Your objective - Wherever the string "message" shows up in the data below, copy the whole line.

Data shown -
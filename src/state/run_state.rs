/// Run state definitions for tracking harvest progress
///
/// A run moves `Idle → Dispatching → Draining → Finalized`. Any non-terminal
/// state may move to `Aborted`.
use std::fmt;

/// Represents the current state of a harvest run
#[derive(Debug, Clone, Copy, PartialEq, Eq, Hash)]
pub enum RunState {
    // ===== Active States =====
    /// Run has been configured but no page has been enqueued
    Idle,

    /// Pages are being enqueued and processed
    Dispatching,

    /// No more pages will be enqueued; waiting for in-flight pages
    Draining,

    // ===== Terminal States =====
    /// All pages were handled and the output file was written
    Finalized,

    /// A fatal-error threshold tripped, the run was interrupted, or the
    /// output could not be written
    Aborted,
}

impl RunState {
    /// Returns true if this is a terminal state
    pub fn is_terminal(&self) -> bool {
        matches!(self, Self::Finalized | Self::Aborted)
    }

    /// Returns true if the run finished without aborting
    pub fn is_success(&self) -> bool {
        matches!(self, Self::Finalized)
    }

    /// Returns true if moving from `self` to `next` is a legal transition
    pub fn can_transition_to(&self, next: RunState) -> bool {
        match (self, next) {
            (Self::Idle, Self::Dispatching) => true,
            (Self::Dispatching, Self::Draining) => true,
            (Self::Draining, Self::Finalized) => true,
            (from, Self::Aborted) => !from.is_terminal(),
            _ => false,
        }
    }

    pub fn as_str(&self) -> &'static str {
        match self {
            Self::Idle => "idle",
            Self::Dispatching => "dispatching",
            Self::Draining => "draining",
            Self::Finalized => "finalized",
            Self::Aborted => "aborted",
        }
    }
}

impl fmt::Display for RunState {
    fn fmt(&self, f: &mut fmt::Formatter<'_>) -> fmt::Result {
        write!(f, "{}", self.as_str())
    }
}

/// Why a run ended in `RunState::Aborted`
#[derive(Debug, Clone, PartialEq)]
pub enum AbortReason {
    /// Too many page failures in a row
    ConsecutiveFailures { count: u32, limit: u32 },

    /// Too large a share of completed pages failed
    FailureRatio { failed: u64, completed: u64, limit: f64 },

    /// The cancellation token was triggered from outside (e.g. Ctrl-C)
    Interrupted,

    /// The output file could not be written
    SinkFailed(String),

    /// A worker task panicked
    WorkerFailed(String),
}

impl fmt::Display for AbortReason {
    fn fmt(&self, f: &mut fmt::Formatter<'_>) -> fmt::Result {
        match self {
            Self::ConsecutiveFailures { count, limit } => write!(
                f,
                "{} consecutive page failures (limit {})",
                count, limit
            ),
            Self::FailureRatio {
                failed,
                completed,
                limit,
            } => write!(
                f,
                "{} of {} pages failed (limit {:.0}%)",
                failed,
                completed,
                limit * 100.0
            ),
            Self::Interrupted => write!(f, "interrupted"),
            Self::SinkFailed(message) => write!(f, "output write failed: {}", message),
            Self::WorkerFailed(message) => write!(f, "worker failed: {}", message),
        }
    }
}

Your response -
            Self::SinkFailed(message) => write!(f, "output write failed: {}", message),
            Self::WorkerFailed(message) => write!(f, "worker failed: {}", message),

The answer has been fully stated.